E depois do processo de RVCC?

Mudanças nas identidades letradas

No caso de Jorge…

O seu quotidiano não ficou a pautar-se por formas de ler e de escrever

muito diferentes das que tinha no início do processo de RVCC. Começou, no

entanto, a usar com mais eficácia o computador e a fazer uso da internet

para pesquisas relacionadas com História e Arqueologia:

«Uso [o computador] para fazer assim coisas.

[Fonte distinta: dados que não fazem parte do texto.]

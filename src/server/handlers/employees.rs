//! Employee resource handlers, nested under a company

use super::companies::created;
use super::{FieldsQuery, PAGINATION_HEADER, pagination_header, to_json};
use crate::core::error::{EntityError, Result, RoutineError, ValidationError};
use crate::core::shaping::{shape_collection, shape_data};
use crate::core::validation::{Validated, check_fields, validate_record};
use crate::models::{Employee, EmployeeAddDto, EmployeeDto, EmployeeParameters, EmployeeUpdateDto};
use crate::server::host::AppState;
use crate::server::links::{employee_uri, employees_page_uri, neighbour_pages};
use axum::Json;
use axum::body::Bytes;
use axum::extract::{Path, Query, State};
use axum::http::header::ALLOW;
use axum::http::{HeaderMap, HeaderValue, StatusCode};
use axum::response::{IntoResponse, Response};
use uuid::Uuid;

/// Methods advertised by `OPTIONS .../employees`
pub const EMPLOYEES_ALLOW: &str = "DELETE,GET,PATCH,PUT,OPTIONS";

async fn ensure_company(state: &AppState, company_id: Uuid) -> Result<()> {
    if state.repository.company_exists(company_id).await? {
        Ok(())
    } else {
        Err(EntityError::NotFound {
            entity_type: "Company",
            id: company_id,
        }
        .into())
    }
}

fn employee_not_found(employee_id: Uuid) -> RoutineError {
    EntityError::NotFound {
        entity_type: "Employee",
        id: employee_id,
    }
    .into()
}

/// `GET /api/companies/{companyId}/employees`
pub async fn get_employees(
    State(state): State<AppState>,
    Path(company_id): Path<Uuid>,
    Query(parameters): Query<EmployeeParameters>,
) -> Result<Response> {
    ensure_company(&state, company_id).await?;
    state
        .mappings
        .validate_sort_expression::<EmployeeDto, Employee>(parameters.order_by.as_deref())?;
    check_fields::<EmployeeDto>(parameters.fields())?;

    let page = parameters.page(&state.config.paging);
    let mapping = state.mappings.get_mapping::<EmployeeDto, Employee>()?;
    let employees = state
        .repository
        .get_employees(company_id, &parameters, page, mapping)
        .await?;

    let (previous, next) = neighbour_pages(page, &employees);
    let metadata = employees.metadata().with_links(
        previous.map(|p| employees_page_uri(company_id, &parameters, p)),
        next.map(|p| employees_page_uri(company_id, &parameters, p)),
    );
    let mut headers = HeaderMap::new();
    headers.insert(PAGINATION_HEADER, pagination_header(&metadata)?);

    let dtos: Vec<EmployeeDto> = employees.items().iter().map(EmployeeDto::from).collect();
    let shaped = shape_collection(&dtos, parameters.fields())?;
    Ok((headers, Json(shaped)).into_response())
}

/// `GET /api/companies/{companyId}/employees/{employeeId}`
pub async fn get_employee(
    State(state): State<AppState>,
    Path((company_id, employee_id)): Path<(Uuid, Uuid)>,
    Query(query): Query<FieldsQuery>,
) -> Result<Response> {
    let fields = query.fields.as_deref();
    check_fields::<EmployeeDto>(fields)?;
    ensure_company(&state, company_id).await?;

    let employee = state
        .repository
        .get_employee(company_id, employee_id)
        .await?
        .ok_or_else(|| employee_not_found(employee_id))?;

    let shaped = shape_data(&EmployeeDto::from(&employee), fields)?;
    Ok(Json(shaped).into_response())
}

/// `POST /api/companies/{companyId}/employees`
pub async fn create_employee(
    State(state): State<AppState>,
    Path(company_id): Path<Uuid>,
    Validated(payload): Validated<EmployeeAddDto>,
) -> Result<Response> {
    ensure_company(&state, company_id).await?;

    let employee = state
        .repository
        .add_employee(company_id, payload.into_entity(company_id))
        .await?;
    tracing::info!(company_id = %company_id, employee_id = %employee.id, "employee created");

    created(
        &employee_uri(company_id, employee.id),
        to_json(&EmployeeDto::from(&employee))?,
    )
}

/// Store `update` at `employee_id`: replace when it exists, create otherwise
async fn upsert_employee(
    state: &AppState,
    company_id: Uuid,
    employee_id: Uuid,
    existing: Option<Employee>,
    update: EmployeeUpdateDto,
) -> Result<Response> {
    match existing {
        Some(mut employee) => {
            update.apply_to(&mut employee);
            state.repository.update_employee(employee).await?;
            tracing::info!(company_id = %company_id, employee_id = %employee_id, "employee replaced");
            Ok(StatusCode::NO_CONTENT.into_response())
        }
        None => {
            let employee = state
                .repository
                .add_employee(company_id, update.into_entity(company_id, employee_id))
                .await?;
            tracing::info!(company_id = %company_id, employee_id = %employee.id, "employee created by upsert");
            created(
                &employee_uri(company_id, employee.id),
                to_json(&EmployeeDto::from(&employee))?,
            )
        }
    }
}

/// `PUT /api/companies/{companyId}/employees/{employeeId}`
///
/// 204 when an existing employee was replaced, 201 when it was created.
pub async fn update_employee(
    State(state): State<AppState>,
    Path((company_id, employee_id)): Path<(Uuid, Uuid)>,
    Validated(payload): Validated<EmployeeUpdateDto>,
) -> Result<Response> {
    ensure_company(&state, company_id).await?;
    let existing = state.repository.get_employee(company_id, employee_id).await?;
    upsert_employee(&state, company_id, employee_id, existing, payload).await
}

/// `PATCH /api/companies/{companyId}/employees/{employeeId}`
///
/// The JSON Patch document is applied to the update shape of the current
/// employee, or to an empty one when the employee does not exist yet, and
/// the result is validated like a `PUT` body.
pub async fn partially_update_employee(
    State(state): State<AppState>,
    Path((company_id, employee_id)): Path<(Uuid, Uuid)>,
    body: Bytes,
) -> Result<Response> {
    ensure_company(&state, company_id).await?;

    let patch: json_patch::Patch =
        serde_json::from_slice(&body).map_err(|e| ValidationError::InvalidJson {
            message: e.to_string(),
        })?;

    let existing = state.repository.get_employee(company_id, employee_id).await?;
    let base = existing
        .as_ref()
        .map(EmployeeUpdateDto::from)
        .unwrap_or_default();

    let mut document = to_json(&base)?;
    json_patch::patch(&mut document, &patch.0).map_err(|e| ValidationError::InvalidPatch {
        message: e.to_string(),
    })?;

    let update: EmployeeUpdateDto =
        serde_json::from_value(document).map_err(|e| ValidationError::InvalidJson {
            message: e.to_string(),
        })?;
    validate_record(&update)?;

    upsert_employee(&state, company_id, employee_id, existing, update).await
}

/// `DELETE /api/companies/{companyId}/employees/{employeeId}`
pub async fn delete_employee(
    State(state): State<AppState>,
    Path((company_id, employee_id)): Path<(Uuid, Uuid)>,
) -> Result<StatusCode> {
    ensure_company(&state, company_id).await?;
    if !state.repository.delete_employee(company_id, employee_id).await? {
        return Err(employee_not_found(employee_id));
    }
    tracing::info!(company_id = %company_id, employee_id = %employee_id, "employee deleted");
    Ok(StatusCode::NO_CONTENT)
}

/// `OPTIONS /api/companies/{companyId}/employees`
pub async fn employees_options() -> impl IntoResponse {
    (StatusCode::OK, [(ALLOW, HeaderValue::from_static(EMPLOYEES_ALLOW))])
}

Faço, olhe, uso agora o Skype para

falar com a minha filha, que foi para Londres. (…) E uso isso e a internet para

fazer, para fazer buscas e não sei quê».

Apesar disso, desconsiderou o valor das suas novas e reconfiguradas

práticas de literacia, avaliando a sua passagem pelo processo de RVCC como

uma perda de tempo e uma experiência a não repetir:

«Nah, eu fui obrigado! (…) Se não, não ia. Nem pensar nisso! Nada! (…) Eu é uma

coisa que eu gosto de aproveitar bem é o meu tempo. E aquilo foi tempo

perdido! (…) Aquilo não serviu de nada! Não teve qualquer influência em mim

aquilo que lá andei a fazer. A mínima influência!».

No caso de Marta…

Ao seu envolvimento no contexto formal de aprendizagem, seguiu-se um

envolvimento mais assíduo e seguro em eventos de literacia formais,

moldados por práticas textuais dominantes – integrou-se num grupo de

Testemunhas de Jeová, passou a comunicar autonomamente com repartições

públicas e a interessar-se pela leitura de livros.

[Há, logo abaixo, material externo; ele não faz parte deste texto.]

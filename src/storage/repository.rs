//! Repository abstraction over companies and their employees

use crate::core::error::Result;
use crate::core::mapping::MappingTable;
use crate::core::paging::{PageRequest, PagedList};
use crate::models::{Company, CompanyParameters, Employee, EmployeeParameters};
use async_trait::async_trait;
use uuid::Uuid;

/// Persistence operations used by the HTTP handlers
///
/// List operations filter, sort through the given mapping table and page in
/// one go. Sort expressions must already be validated against that table;
/// an unknown key here is a defect and surfaces as an error.
#[async_trait]
pub trait CompanyRepository: Send + Sync {
    /// Filtered, sorted page of companies
    async fn get_companies(
        &self,
        parameters: &CompanyParameters,
        page: PageRequest,
        mapping: &MappingTable<Company>,
    ) -> Result<PagedList<Company>>;

    /// Get a company by id
    async fn get_company(&self, company_id: Uuid) -> Result<Option<Company>>;

    /// Companies whose id is in `company_ids`, ordered by name
    async fn get_companies_by_ids(&self, company_ids: &[Uuid]) -> Result<Vec<Company>>;

    /// Insert a company with its employees, assigning fresh ids to all
    async fn add_company(
        &self,
        company: Company,
        employees: Vec<Employee>,
    ) -> Result<(Company, Vec<Employee>)>;

    /// Insert several companies with their employees as one write
    ///
    /// Either every company is stored or none is.
    async fn add_companies(
        &self,
        companies: Vec<(Company, Vec<Employee>)>,
    ) -> Result<Vec<(Company, Vec<Employee>)>>;

    /// Delete a company and every employee it has
    ///
    /// Returns false when the company does not exist.
    async fn delete_company(&self, company_id: Uuid) -> Result<bool>;

    async fn company_exists(&self, company_id: Uuid) -> Result<bool>;

    /// Filtered, sorted page of one company's employees
    async fn get_employees(
        &self,
        company_id: Uuid,
        parameters: &EmployeeParameters,
        page: PageRequest,
        mapping: &MappingTable<Employee>,
    ) -> Result<PagedList<Employee>>;

    /// Get an employee, only if it belongs to `company_id`
    async fn get_employee(&self, company_id: Uuid, employee_id: Uuid) -> Result<Option<Employee>>;

    /// Insert an employee under `company_id`
    ///
    /// A nil id is replaced with a fresh one; any other id is kept, which is
    /// how upserts create employees at a client chosen id. An id already used
    /// by any employee, in this company or another, is a conflict.
    async fn add_employee(&self, company_id: Uuid, employee: Employee) -> Result<Employee>;

    /// Replace an existing employee
    async fn update_employee(&self, employee: Employee) -> Result<Employee>;

    /// Returns false when the employee does not exist under `company_id`
    async fn delete_employee(&self, company_id: Uuid, employee_id: Uuid) -> Result<bool>;
}
//! Routine API server
//!
//! Usage: `routine-server [config.yaml]`. The path may also be given in
//! `ROUTINE_CONFIG`; without either, `config/routine.yaml` is read when it
//! exists and built-in defaults are used otherwise.

use anyhow::{Context, Result};
use routine::config::ApiConfig;
use routine::server::ServerBuilder;
use routine::storage::InMemoryCompanyRepository;
use std::path::PathBuf;
use tracing_subscriber::EnvFilter;

const DEFAULT_CONFIG_PATH: &str = "config/routine.yaml";

fn load_config() -> Result<ApiConfig> {
    let explicit = std::env::args()
        .nth(1)
        .or_else(|| std::env::var("ROUTINE_CONFIG").ok())
        .map(PathBuf::from);

    match explicit {
        Some(path) => ApiConfig::from_yaml_file(&path)
            .with_context(|| format!("loading config from {}", path.display())),
        None if PathBuf::from(DEFAULT_CONFIG_PATH).exists() => {
            Ok(ApiConfig::from_yaml_file(DEFAULT_CONFIG_PATH)?)
        }
        None => Ok(ApiConfig::default()),
    }
}

#[tokio::main]
async fn main() -> Result<()> {
    let config = load_config()?;

    // RUST_LOG wins over the configured level
    let filter = EnvFilter::try_from_default_env()
        .unwrap_or_else(|_| EnvFilter::new(&config.server.log_level));
    tracing_subscriber::fmt().with_env_filter(filter).init();

    tracing::info!(
        address = %config.server.bind_address(),
        default_page_size = config.paging.default_page_size,
        max_page_size = config.paging.max_page_size,
        "starting routine API"
    );

    ServerBuilder::new()
        .with_config(config)
        .with_repository(InMemoryCompanyRepository::seeded())
        .serve()
        .await
}
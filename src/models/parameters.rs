//! Query string parameters of the list endpoints

use crate::config::PagingConfig;
use crate::core::paging::PageRequest;
use serde::{Deserialize, Serialize};

/// Sort applied when the client sends no `orderBy`
pub const DEFAULT_ORDER_BY: &str = "Name";

/// `GET /api/companies` parameters
#[derive(Debug, Clone, Default, PartialEq, Eq, Serialize, Deserialize)]
#[serde(rename_all = "camelCase", default)]
pub struct CompanyParameters {
    /// Exact name match
    pub company_name: Option<String>,
    /// Substring of name or introduction
    pub search_term: Option<String>,
    pub page_number: Option<usize>,
    pub page_size: Option<usize>,
    pub order_by: Option<String>,
    pub fields: Option<String>,
}

impl CompanyParameters {
    pub fn order_by(&self) -> &str {
        self.order_by.as_deref().unwrap_or(DEFAULT_ORDER_BY)
    }

    pub fn fields(&self) -> Option<&str> {
        self.fields.as_deref()
    }

    pub fn page(&self, config: &PagingConfig) -> PageRequest {
        PageRequest::new(self.page_number, self.page_size, config)
    }

    /// Query string that reproduces these parameters for `page`
    pub fn to_query_string(&self, page: PageRequest) -> String {
        encode_query(&[
            ("pageNumber", Some(page.page_number().to_string())),
            ("pageSize", Some(page.page_size().to_string())),
            ("companyName", self.company_name.clone()),
            ("searchTerm", self.search_term.clone()),
            ("orderBy", self.order_by.clone()),
            ("fields", self.fields.clone()),
        ])
    }
}

/// `GET /api/companies/{companyId}/employees` parameters
#[derive(Debug, Clone, Default, PartialEq, Eq, Serialize, Deserialize)]
#[serde(rename_all = "camelCase", default)]
pub struct EmployeeParameters {
    /// `Male` or `Female`, any case
    pub gender_display: Option<String>,
    /// Substring of employee number, first or last name
    pub q: Option<String>,
    pub page_number: Option<usize>,
    pub page_size: Option<usize>,
    pub order_by: Option<String>,
    pub fields: Option<String>,
}

impl EmployeeParameters {
    pub fn order_by(&self) -> &str {
        self.order_by.as_deref().unwrap_or(DEFAULT_ORDER_BY)
    }

    pub fn fields(&self) -> Option<&str> {
        self.fields.as_deref()
    }

    pub fn page(&self, config: &PagingConfig) -> PageRequest {
        PageRequest::new(self.page_number, self.page_size, config)
    }

    pub fn to_query_string(&self, page: PageRequest) -> String {
        encode_query(&[
            ("pageNumber", Some(page.page_number().to_string())),
            ("pageSize", Some(page.page_size().to_string())),
            ("genderDisplay", self.gender_display.clone()),
            ("q", self.q.clone()),
            ("orderBy", self.order_by.clone()),
            ("fields", self.fields.clone()),
        ])
    }
}

fn encode_query(pairs: &[(&str, Option<String>)]) -> String {
    let mut serializer = url::form_urlencoded::Serializer::new(String::new());
    for (key, value) in pairs {
        if let Some(value) = value {
            serializer.append_pair(key, value);
        }
    }
    serializer.finish()
}

/// Trimmed value, or `None` when missing or blank
pub fn non_blank(value: Option<&str>) -> Option<&str> {
    value.map(str::trim).filter(|v| !v.is_empty())
}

A passagem pelo processo de RVCC equipou-a, dessa forma, com a

confiança que precisava para participar mais ativamente em domínios de

prática que lhe eram estranhos ou que lhe despoletavam algum tipo de receio:

«Quando eu vim para aqui, naturalmente que ainda vinha muito fechada a

muitas coisas (…). E, naturalmente, quando eu fui embora, já fui muito mais

lúcida (…). Senti que realmente eu tinha capacidades dentro de mim que

desconhecia. (…) Aprendi a escrever e a ler melhor e já me dá mais vontade para

isso. (…) Nisso, [o processo de RVCC] valeu muito a pena».

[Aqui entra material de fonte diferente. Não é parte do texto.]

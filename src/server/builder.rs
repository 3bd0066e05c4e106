//! ServerBuilder for fluent API to build the HTTP server

use super::host::AppState;
use super::router::build_routes;
use crate::config::ApiConfig;
use crate::models::property_mappings;
use crate::storage::{CompanyRepository, InMemoryCompanyRepository};
use anyhow::Result;
use axum::Router;
use std::sync::Arc;
use tokio::net::TcpListener;

/// Builder for the API server
///
/// # Example
///
/// ```ignore
/// let app = ServerBuilder::new()
///     .with_config(ApiConfig::from_yaml_file("config/routine.yaml")?)
///     .with_repository(InMemoryCompanyRepository::seeded())
///     .build()?;
/// ```
pub struct ServerBuilder {
    config: ApiConfig,
    repository: Option<Arc<dyn CompanyRepository>>,
}

impl ServerBuilder {
    pub fn new() -> Self {
        Self {
            config: ApiConfig::default(),
            repository: None,
        }
    }

    pub fn with_config(mut self, config: ApiConfig) -> Self {
        self.config = config;
        self
    }

    /// Set the repository; an empty in-memory one is used otherwise
    pub fn with_repository(mut self, repository: impl CompanyRepository + 'static) -> Self {
        self.repository = Some(Arc::new(repository));
        self
    }

    pub fn with_shared_repository(mut self, repository: Arc<dyn CompanyRepository>) -> Self {
        self.repository = Some(repository);
        self
    }

    /// Validate the configuration, register the property mappings and
    /// assemble the state shared by every handler
    pub fn build_state(self) -> Result<AppState> {
        self.config.validate()?;
        let mappings = property_mappings()?;
        let repository = self
            .repository
            .unwrap_or_else(|| Arc::new(InMemoryCompanyRepository::new()));

        Ok(AppState::new(self.config, repository, mappings))
    }

    /// Build the router with all routes
    pub fn build(self) -> Result<Router> {
        let state = self.build_state()?;
        Ok(build_routes(state)?)
    }

    /// Bind to the configured address and serve until Ctrl+C or SIGTERM
    pub async fn serve(self) -> Result<()> {
        let addr = self.config.server.bind_address();
        let app = self.build()?;
        let listener = TcpListener::bind(&addr).await?;

        tracing::info!("Server listening on {}", addr);

        axum::serve(listener, app)
            .with_graceful_shutdown(shutdown_signal())
            .await?;

        tracing::info!("Server shutdown complete");
        Ok(())
    }
}

impl Default for ServerBuilder {
    fn default() -> Self {
        Self::new()
    }
}

async fn shutdown_signal() {
    use tokio::signal;

    let ctrl_c = async {
        if let Err(e) = signal::ctrl_c().await {
            tracing::warn!(error = %e, "failed to listen for Ctrl+C");
            std::future::pending::<()>().await;
        }
    };

    #[cfg(unix)]
    let terminate = async {
        match signal::unix::signal(signal::unix::SignalKind::terminate()) {
            Ok(mut stream) => {
                stream.recv().await;
            }
            Err(e) => {
                tracing::warn!(error = %e, "failed to install SIGTERM handler");
                std::future::pending::<()>().await;
            }
        }
    };

    #[cfg(not(unix))]
    let terminate = std::future::pending::<()>();

    tokio::select! {
        _ = ctrl_c => {
            tracing::info!("Received Ctrl+C signal, initiating graceful shutdown...");
        },
        _ = terminate => {
            tracing::info!("Received SIGTERM signal, initiating graceful shutdown...");
        },
    }
}

#[cfg(test)]
mod tests {
    use super::*;

    #[test]
    fn test_build_with_defaults() {
        assert!(ServerBuilder::new().build().is_ok());
    }

    #[test]
    fn test_invalid_config_is_rejected() {
        let mut config = ApiConfig::default();
        config.paging.default_page_size = 50;
        let result = ServerBuilder::new().with_config(config).build();
        assert!(result.is_err());
    }

    #[test]
    fn test_state_uses_given_repository() {
        let state = ServerBuilder::new()
            .with_repository(InMemoryCompanyRepository::seeded())
            .build_state()
            .unwrap();
        assert_eq!(state.config.paging.max_page_size, 20);
    }
}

No processo de socialização com as práticas de literacia das instituições

‘educação’ e ‘religião’, Marta tomou como inúteis e desprestigiantes algumas

das suas atividades textuais, nomeadamente a leitura de revistas cor-de-rosa e

a escrita de desabafos no diário.

Em consequência disso, excluiu-as quase por completo do seu

quotidiano, com a argumentação de que «não ensinavam nada» e que era

mais profícuo canalizar o tempo para tarefas cognitivamente mais exigentes,

socialmente mais valiosas e espiritualmente mais aceites:

«E eu já há muito que não escrevo no diário e só de vez em quando leio

a revista. (…) Tenho outras coisas para fazer…».

Apesar das mais-valias que associou à participação no processo de RVCC,

Marta não considerou a hipótese de dar continuidade aos seus estudos, pelo

facto de, mesmo com mais habilitações, não ter conseguido encontrar emprego.

Considerações finais…

Apesar de Marta e de Jorge terem tido percursos escolares curtos, os

eventos de literacia em que se envolviam eram de natureza múltipla e

variada. Fora dos contextos formais de aprendizagem, usavam a leitura e a

escrita como aliadas na resposta a tarefas do dia a dia, no desempenho dos

seus papéis sociais de trabalhadores, membros de família e de outras

comunidades.

Ainda assim, Marta, no início do processo de Reconhecimento,

Validação e Certificação de Competências, julgou-se indigna de receber o

título de “sujeita letrada”, porque aquilo que lia e escrevia no quotidiano

era diferente daquilo que considerava serem práticas de literacia válidas.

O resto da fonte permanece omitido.